Colour all around on the allotment
A lovely sunny day! The allotment is at its most colourful just now with patches of brilliant yellow, mauve and crimson around bed edges and under trees.

The sweet peas went into their carefully made bed of soil, with added manure and leaf mould – sturdy little plants that will take on the colour baton from our Spring blooms over Summertime. We planted a mix of poetically named varieties – Blue Velvet, Ballerina Blue, Royal White alongside others, likely named after expert growers of the past – Robert Ovedale and Noel Sutton to name two. These were netted until more established, when we’ll build a wigwam for them to splay over beautifully.

The first main crop tatties went underground – Anya, a relative of our favourite Pink Fir Apple and like the sweet peas, put to bed with a mix of soil, manure and leaf mould.

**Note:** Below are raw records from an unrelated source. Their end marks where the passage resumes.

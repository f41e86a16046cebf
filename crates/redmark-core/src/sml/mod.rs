mod canonicalize;
mod change_list;
mod comparer;
mod diff;
mod document;
mod markup;
mod settings;
mod signatures;
mod styles;
mod types;

pub use change_list::{build_change_list, SmlChangeListItem};
pub use comparer::SmlComparer;
pub use document::SmlDocument;
pub use settings::SmlComparerSettings;
pub use signatures::CellFormatSignature;
pub use types::{SmlChange, SmlChangeType, SmlComparisonResult};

Activity in the unusual veg bed continues. Mashua (Ken Aslett) a South American relative of the nasturtium can be used raw in salads, leaves sprinkled, and roots grated for a horse-radish kick or cooked, for a turnipy taste. Oca (Giggles) puts down yellow tubers which again can be added to salads for a lemony flavour.
We watered the broad beans and our new, adopted communal bed. Lots of weeding as usual. The blueberries were pruned lightly and treated to a mulch of ericaceous compost. The honey berries are beginning to show delicate yellow flowers. We’ll keep an eye on these and net the bushes before a beady-eyed blackbird notices emerging fruit.